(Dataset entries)
= = = = =

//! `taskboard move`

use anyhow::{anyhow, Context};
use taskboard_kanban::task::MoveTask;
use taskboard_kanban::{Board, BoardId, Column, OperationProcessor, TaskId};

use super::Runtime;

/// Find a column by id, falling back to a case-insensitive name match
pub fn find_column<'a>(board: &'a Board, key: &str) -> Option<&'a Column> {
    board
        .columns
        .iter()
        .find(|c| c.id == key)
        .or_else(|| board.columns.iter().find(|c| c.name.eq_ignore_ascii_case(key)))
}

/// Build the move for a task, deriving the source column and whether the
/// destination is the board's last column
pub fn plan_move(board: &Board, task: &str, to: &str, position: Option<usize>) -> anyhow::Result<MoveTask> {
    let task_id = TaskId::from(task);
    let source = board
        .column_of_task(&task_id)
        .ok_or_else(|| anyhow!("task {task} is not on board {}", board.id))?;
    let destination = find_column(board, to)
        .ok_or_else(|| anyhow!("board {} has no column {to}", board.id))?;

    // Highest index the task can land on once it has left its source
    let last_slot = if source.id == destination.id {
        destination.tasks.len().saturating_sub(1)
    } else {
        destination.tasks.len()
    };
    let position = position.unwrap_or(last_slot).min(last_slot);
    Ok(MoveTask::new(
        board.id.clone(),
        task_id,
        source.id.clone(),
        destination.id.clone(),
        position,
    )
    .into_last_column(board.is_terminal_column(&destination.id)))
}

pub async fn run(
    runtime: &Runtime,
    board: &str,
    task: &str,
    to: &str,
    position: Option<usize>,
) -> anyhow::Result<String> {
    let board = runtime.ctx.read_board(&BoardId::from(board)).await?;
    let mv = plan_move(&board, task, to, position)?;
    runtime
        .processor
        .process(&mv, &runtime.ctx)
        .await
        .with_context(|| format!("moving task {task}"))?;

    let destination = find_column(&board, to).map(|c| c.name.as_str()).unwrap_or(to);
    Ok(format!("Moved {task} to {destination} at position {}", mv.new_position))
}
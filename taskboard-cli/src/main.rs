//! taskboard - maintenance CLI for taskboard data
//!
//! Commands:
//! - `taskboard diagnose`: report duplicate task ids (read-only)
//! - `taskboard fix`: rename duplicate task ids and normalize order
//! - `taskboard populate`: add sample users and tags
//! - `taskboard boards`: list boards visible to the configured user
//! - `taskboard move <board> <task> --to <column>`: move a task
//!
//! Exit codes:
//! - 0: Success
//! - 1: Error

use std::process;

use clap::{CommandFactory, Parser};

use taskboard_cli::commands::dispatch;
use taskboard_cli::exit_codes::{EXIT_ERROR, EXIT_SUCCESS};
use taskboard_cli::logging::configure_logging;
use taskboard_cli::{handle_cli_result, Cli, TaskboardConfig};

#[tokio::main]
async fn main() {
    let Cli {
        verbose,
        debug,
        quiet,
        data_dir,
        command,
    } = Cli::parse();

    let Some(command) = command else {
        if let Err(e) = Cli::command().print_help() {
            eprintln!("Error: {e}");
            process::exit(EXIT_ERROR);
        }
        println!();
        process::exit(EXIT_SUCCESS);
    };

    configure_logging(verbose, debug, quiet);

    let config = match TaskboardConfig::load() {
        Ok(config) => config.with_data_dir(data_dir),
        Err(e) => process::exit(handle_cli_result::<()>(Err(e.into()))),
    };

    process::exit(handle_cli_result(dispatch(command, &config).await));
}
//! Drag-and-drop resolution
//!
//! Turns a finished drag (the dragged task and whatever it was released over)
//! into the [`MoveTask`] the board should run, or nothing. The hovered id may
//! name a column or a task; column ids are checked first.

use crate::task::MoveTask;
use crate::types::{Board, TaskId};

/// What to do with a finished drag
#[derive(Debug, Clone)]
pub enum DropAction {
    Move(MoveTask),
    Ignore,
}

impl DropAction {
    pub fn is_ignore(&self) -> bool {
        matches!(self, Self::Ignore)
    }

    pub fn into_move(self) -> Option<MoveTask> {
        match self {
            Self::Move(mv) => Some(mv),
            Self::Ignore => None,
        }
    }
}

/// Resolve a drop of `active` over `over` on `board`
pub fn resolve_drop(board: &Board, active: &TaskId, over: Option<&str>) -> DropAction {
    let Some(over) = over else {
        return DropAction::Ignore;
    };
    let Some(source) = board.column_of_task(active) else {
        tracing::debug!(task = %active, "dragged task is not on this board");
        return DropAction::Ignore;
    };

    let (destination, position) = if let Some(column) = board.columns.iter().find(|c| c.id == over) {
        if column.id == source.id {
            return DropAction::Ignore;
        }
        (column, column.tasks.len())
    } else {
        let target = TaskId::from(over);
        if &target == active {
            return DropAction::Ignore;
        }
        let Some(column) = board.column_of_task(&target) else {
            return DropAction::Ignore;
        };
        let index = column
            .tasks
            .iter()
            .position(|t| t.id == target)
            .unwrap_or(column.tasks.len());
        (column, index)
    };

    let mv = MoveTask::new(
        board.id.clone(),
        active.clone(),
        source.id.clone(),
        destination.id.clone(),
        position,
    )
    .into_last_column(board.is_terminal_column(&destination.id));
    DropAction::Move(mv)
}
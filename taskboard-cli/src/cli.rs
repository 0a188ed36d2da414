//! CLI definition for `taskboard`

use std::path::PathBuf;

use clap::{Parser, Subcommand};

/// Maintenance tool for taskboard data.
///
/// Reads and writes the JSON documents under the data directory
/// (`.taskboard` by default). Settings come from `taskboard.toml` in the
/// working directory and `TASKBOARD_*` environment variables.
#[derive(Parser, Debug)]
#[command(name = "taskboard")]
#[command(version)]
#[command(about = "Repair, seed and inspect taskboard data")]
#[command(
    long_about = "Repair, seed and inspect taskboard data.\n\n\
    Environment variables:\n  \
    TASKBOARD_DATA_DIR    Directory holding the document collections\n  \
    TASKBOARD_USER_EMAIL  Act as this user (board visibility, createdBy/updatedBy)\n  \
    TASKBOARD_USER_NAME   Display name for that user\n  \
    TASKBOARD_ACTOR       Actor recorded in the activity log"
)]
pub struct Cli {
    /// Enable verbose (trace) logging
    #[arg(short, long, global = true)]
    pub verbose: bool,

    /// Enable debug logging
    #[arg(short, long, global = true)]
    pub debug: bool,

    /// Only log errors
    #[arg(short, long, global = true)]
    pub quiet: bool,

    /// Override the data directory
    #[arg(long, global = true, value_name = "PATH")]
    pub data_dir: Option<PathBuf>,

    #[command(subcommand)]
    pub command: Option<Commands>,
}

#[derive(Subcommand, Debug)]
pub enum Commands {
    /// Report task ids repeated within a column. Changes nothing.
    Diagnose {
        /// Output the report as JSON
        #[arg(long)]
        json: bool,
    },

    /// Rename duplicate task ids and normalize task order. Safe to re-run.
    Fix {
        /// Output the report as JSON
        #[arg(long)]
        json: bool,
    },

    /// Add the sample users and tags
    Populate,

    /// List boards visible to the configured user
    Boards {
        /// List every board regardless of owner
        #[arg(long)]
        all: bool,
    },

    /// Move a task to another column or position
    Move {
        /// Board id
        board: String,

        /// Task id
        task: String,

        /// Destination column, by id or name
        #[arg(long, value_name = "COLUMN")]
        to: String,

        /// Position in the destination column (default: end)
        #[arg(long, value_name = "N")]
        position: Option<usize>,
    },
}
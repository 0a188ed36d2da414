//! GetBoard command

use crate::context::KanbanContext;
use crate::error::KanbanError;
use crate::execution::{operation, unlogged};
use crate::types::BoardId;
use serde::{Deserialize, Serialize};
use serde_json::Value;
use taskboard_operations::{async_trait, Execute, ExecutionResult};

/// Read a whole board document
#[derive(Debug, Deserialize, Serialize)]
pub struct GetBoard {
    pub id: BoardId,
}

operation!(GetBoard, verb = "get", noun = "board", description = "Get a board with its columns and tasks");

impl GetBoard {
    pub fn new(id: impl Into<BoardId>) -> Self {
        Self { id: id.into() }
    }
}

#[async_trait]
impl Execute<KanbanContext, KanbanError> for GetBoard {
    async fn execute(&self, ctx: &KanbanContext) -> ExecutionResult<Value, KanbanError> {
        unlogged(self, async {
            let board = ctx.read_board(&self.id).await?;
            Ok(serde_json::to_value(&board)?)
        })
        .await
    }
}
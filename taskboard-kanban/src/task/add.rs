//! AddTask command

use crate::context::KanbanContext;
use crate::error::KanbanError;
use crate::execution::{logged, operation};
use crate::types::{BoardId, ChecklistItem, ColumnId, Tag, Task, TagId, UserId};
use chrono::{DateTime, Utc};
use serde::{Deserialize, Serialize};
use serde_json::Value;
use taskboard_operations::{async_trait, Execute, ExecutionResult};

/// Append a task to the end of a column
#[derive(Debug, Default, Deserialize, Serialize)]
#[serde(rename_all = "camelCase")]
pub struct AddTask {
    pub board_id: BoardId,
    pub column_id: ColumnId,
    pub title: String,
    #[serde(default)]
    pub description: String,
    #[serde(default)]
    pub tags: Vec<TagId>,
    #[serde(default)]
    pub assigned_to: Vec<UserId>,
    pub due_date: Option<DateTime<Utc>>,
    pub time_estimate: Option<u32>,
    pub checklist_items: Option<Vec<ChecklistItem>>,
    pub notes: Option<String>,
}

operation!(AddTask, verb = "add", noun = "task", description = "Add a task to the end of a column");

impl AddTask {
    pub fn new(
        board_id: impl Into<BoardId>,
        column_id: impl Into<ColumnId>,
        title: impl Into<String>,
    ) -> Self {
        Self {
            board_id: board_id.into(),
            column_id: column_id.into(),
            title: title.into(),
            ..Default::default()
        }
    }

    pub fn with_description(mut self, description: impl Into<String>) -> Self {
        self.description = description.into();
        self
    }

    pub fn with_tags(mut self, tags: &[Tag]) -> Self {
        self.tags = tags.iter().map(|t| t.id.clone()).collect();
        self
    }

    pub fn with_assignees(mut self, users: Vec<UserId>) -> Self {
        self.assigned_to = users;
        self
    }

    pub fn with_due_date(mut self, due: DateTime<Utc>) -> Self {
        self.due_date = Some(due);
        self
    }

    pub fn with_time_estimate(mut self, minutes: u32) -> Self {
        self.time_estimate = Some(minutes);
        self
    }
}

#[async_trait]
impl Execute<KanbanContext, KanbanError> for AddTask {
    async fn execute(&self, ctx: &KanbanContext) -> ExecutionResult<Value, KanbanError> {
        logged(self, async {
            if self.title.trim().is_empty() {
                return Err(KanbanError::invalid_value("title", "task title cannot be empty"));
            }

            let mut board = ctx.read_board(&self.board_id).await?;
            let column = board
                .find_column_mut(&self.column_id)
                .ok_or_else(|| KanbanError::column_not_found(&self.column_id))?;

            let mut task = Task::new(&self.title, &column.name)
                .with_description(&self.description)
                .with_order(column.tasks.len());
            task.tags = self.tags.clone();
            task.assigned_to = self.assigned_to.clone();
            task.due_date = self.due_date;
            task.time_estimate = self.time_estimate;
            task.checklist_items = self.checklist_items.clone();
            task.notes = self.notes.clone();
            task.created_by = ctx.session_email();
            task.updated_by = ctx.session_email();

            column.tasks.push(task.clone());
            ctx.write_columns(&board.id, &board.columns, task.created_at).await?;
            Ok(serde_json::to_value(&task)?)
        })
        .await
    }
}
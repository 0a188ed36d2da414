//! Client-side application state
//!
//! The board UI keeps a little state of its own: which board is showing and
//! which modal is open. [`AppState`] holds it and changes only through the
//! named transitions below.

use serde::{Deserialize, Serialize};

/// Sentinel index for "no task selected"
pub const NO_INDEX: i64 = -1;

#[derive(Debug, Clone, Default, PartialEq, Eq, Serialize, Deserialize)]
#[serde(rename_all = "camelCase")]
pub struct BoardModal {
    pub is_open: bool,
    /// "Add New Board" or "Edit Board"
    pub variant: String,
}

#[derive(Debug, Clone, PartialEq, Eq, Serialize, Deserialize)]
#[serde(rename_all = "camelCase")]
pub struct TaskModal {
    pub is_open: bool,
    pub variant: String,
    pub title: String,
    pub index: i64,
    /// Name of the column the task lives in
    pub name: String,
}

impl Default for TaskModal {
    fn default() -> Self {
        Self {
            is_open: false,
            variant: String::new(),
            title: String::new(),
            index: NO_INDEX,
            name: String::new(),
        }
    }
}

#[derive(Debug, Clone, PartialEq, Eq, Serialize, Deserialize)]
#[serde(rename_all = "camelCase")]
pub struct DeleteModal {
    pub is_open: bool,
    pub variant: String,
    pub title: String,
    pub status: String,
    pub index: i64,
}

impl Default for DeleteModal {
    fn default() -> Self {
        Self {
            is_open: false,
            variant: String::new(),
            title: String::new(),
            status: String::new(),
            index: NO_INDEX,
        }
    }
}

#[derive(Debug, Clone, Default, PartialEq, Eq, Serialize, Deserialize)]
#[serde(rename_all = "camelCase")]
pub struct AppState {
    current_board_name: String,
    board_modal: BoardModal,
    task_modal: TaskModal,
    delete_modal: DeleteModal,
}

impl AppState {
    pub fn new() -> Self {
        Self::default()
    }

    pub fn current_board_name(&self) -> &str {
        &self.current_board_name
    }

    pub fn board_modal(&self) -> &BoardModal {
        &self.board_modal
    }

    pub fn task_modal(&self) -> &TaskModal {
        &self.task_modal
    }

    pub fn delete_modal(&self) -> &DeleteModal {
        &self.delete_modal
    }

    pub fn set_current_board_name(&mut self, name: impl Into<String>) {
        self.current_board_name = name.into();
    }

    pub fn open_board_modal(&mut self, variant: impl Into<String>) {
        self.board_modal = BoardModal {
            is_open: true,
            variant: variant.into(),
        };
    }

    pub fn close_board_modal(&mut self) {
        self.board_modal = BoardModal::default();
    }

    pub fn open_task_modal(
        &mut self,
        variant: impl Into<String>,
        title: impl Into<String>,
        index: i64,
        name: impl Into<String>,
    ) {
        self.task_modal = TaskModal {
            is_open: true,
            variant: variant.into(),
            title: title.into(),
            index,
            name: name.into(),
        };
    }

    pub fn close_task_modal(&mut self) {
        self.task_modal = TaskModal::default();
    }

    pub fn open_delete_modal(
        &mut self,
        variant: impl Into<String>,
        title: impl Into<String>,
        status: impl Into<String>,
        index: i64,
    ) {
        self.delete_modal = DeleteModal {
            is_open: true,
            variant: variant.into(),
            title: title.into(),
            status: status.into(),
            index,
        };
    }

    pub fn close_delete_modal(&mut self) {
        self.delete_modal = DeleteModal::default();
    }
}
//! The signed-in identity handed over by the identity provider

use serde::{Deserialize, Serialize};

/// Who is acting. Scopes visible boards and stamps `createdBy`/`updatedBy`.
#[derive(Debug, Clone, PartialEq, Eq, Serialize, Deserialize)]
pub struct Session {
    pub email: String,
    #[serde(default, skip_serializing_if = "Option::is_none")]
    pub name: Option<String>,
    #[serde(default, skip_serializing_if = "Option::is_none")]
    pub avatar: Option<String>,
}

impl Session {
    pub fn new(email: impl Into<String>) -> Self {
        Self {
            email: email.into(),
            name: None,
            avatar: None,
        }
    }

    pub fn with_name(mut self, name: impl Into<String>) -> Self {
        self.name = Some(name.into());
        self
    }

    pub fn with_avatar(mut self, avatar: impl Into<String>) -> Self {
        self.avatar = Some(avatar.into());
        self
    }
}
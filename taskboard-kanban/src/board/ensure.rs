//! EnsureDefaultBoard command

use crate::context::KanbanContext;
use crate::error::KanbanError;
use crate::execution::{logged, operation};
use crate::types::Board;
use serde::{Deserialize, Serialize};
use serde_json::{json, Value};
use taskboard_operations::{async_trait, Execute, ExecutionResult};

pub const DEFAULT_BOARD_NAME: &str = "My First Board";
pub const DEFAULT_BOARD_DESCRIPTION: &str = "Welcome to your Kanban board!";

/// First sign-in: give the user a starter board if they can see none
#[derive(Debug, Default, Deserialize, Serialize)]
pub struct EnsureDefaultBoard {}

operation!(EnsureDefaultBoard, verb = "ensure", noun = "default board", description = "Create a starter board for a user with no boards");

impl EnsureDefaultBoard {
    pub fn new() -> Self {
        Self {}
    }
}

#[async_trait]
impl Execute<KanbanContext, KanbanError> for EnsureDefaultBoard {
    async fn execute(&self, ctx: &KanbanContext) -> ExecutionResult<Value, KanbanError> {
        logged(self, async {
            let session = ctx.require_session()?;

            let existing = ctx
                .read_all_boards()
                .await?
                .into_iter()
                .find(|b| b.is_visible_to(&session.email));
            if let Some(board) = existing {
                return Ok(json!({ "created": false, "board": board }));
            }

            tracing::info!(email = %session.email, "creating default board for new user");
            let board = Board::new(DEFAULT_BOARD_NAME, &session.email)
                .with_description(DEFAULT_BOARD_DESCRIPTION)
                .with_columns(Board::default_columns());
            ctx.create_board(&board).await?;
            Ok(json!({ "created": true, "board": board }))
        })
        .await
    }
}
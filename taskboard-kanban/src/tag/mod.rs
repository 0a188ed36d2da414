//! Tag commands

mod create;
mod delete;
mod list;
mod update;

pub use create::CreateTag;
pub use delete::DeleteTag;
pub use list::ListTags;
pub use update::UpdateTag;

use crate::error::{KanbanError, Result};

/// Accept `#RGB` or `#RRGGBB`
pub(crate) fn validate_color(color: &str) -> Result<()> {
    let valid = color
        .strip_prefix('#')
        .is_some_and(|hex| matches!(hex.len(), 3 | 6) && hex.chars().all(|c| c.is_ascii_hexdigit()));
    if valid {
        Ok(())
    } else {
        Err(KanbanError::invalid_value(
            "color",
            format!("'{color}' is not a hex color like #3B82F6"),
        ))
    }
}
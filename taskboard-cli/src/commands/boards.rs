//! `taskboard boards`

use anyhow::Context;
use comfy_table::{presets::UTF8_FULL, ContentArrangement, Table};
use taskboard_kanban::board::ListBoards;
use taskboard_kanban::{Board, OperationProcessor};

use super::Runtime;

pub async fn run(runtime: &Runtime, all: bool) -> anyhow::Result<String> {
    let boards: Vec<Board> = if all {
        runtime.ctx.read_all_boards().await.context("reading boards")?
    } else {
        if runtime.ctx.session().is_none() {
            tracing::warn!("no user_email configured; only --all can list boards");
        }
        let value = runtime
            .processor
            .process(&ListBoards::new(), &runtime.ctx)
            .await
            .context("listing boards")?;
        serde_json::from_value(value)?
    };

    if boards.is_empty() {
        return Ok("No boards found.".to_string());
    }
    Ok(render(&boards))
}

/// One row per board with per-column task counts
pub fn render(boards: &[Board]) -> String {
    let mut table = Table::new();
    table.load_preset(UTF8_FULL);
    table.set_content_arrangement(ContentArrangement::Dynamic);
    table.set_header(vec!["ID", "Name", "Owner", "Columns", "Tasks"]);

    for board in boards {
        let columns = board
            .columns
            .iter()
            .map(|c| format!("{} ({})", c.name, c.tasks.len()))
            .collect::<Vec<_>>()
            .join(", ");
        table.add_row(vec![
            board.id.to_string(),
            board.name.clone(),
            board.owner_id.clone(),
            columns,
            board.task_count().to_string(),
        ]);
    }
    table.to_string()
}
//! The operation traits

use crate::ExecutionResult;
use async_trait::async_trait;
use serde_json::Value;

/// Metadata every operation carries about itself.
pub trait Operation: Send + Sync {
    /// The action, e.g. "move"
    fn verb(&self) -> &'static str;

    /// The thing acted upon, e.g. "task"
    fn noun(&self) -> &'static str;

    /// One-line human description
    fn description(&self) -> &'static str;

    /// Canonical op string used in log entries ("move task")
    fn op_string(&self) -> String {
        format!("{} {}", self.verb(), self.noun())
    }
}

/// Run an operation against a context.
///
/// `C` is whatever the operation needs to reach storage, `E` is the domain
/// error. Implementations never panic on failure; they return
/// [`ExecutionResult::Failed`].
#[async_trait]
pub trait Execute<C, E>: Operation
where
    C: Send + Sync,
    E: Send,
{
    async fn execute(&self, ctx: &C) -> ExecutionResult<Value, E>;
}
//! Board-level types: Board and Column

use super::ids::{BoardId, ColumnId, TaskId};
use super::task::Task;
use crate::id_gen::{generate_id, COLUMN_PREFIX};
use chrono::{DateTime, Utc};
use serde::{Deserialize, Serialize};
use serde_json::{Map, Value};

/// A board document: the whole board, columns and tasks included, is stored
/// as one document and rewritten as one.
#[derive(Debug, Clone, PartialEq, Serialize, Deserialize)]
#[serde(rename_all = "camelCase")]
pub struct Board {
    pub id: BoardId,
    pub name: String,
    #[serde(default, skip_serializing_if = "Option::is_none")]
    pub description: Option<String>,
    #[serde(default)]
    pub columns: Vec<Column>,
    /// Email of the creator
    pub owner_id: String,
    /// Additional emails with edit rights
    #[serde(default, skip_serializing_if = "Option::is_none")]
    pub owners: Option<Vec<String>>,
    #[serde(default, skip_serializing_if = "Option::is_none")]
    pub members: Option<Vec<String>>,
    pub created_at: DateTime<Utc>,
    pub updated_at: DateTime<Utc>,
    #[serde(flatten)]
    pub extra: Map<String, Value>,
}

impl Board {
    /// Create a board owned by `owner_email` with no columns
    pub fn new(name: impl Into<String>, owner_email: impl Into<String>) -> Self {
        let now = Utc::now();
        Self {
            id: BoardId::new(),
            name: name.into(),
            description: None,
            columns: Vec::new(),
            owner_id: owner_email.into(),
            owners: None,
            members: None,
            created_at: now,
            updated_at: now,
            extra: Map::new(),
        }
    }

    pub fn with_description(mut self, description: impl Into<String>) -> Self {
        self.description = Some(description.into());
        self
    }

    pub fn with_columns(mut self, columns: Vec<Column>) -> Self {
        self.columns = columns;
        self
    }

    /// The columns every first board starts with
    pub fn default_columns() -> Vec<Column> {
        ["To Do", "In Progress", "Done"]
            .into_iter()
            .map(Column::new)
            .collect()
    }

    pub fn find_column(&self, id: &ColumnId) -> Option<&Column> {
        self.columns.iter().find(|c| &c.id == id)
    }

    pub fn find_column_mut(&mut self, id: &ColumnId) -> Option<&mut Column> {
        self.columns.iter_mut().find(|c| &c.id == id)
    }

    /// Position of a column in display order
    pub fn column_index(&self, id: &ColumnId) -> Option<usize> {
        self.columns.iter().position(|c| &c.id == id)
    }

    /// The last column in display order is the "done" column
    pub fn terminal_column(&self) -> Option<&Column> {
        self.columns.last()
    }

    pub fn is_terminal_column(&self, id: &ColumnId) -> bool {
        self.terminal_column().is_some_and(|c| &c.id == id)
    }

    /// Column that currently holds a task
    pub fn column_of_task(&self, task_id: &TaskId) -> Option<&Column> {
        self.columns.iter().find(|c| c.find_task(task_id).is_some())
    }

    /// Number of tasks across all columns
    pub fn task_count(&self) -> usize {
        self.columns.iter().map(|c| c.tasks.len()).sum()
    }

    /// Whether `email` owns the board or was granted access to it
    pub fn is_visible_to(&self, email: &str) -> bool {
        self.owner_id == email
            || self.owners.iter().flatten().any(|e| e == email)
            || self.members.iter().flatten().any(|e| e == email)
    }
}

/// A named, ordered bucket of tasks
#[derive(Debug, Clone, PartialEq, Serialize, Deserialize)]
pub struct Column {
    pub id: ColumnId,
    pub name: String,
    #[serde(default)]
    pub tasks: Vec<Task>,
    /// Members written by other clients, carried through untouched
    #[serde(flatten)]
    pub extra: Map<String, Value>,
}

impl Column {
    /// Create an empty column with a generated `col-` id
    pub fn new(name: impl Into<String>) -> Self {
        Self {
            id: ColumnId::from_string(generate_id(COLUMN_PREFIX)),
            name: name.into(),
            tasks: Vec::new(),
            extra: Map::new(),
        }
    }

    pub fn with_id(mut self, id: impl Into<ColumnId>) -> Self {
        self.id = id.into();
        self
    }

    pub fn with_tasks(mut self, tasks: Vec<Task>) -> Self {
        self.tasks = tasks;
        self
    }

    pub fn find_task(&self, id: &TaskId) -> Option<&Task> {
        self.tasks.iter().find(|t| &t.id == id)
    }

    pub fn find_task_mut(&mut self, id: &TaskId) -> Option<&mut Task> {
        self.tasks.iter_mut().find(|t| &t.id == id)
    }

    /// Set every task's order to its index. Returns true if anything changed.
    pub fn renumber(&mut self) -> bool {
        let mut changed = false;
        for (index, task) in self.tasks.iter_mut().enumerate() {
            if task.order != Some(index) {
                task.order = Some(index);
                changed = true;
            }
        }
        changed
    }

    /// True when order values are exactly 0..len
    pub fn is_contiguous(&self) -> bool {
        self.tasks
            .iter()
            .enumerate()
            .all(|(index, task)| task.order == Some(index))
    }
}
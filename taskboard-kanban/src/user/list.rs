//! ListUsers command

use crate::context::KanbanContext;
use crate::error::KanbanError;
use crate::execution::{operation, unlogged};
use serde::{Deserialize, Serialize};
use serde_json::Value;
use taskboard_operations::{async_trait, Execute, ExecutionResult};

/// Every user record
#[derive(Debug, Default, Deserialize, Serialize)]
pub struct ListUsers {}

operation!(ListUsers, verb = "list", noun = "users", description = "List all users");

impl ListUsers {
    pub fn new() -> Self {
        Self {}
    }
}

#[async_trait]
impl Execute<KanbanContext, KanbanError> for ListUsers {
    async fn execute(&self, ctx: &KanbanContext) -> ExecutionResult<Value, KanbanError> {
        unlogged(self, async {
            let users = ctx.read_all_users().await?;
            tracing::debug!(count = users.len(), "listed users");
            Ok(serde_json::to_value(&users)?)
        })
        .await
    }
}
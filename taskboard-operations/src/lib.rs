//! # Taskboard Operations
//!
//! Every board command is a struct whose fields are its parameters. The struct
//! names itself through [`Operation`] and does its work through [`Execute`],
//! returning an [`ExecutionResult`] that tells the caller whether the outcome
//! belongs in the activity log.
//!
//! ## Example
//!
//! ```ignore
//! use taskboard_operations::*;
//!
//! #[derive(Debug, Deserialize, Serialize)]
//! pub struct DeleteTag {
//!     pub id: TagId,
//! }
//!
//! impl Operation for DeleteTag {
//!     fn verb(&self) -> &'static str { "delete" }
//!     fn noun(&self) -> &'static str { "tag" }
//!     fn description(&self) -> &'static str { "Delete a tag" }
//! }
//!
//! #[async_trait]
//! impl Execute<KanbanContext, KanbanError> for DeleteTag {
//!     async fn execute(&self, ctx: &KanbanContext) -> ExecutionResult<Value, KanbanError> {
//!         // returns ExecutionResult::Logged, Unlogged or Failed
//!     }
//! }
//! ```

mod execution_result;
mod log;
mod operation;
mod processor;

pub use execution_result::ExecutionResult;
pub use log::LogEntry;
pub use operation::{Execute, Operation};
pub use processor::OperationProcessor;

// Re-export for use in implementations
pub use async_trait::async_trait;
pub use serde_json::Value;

= = = = =

→ **Work instructions**: The reply should hold only the lines from the top of the records through the line that has "case-insensitive name match", each one exact.

→ **Your response**:
//! `taskboard move`

use anyhow::{anyhow, Context};
use taskboard_kanban::task::MoveTask;
use taskboard_kanban::{Board, BoardId, Column, OperationProcessor, TaskId};

use super::Runtime;

/// Find a column by id, falling back to a case-insensitive name match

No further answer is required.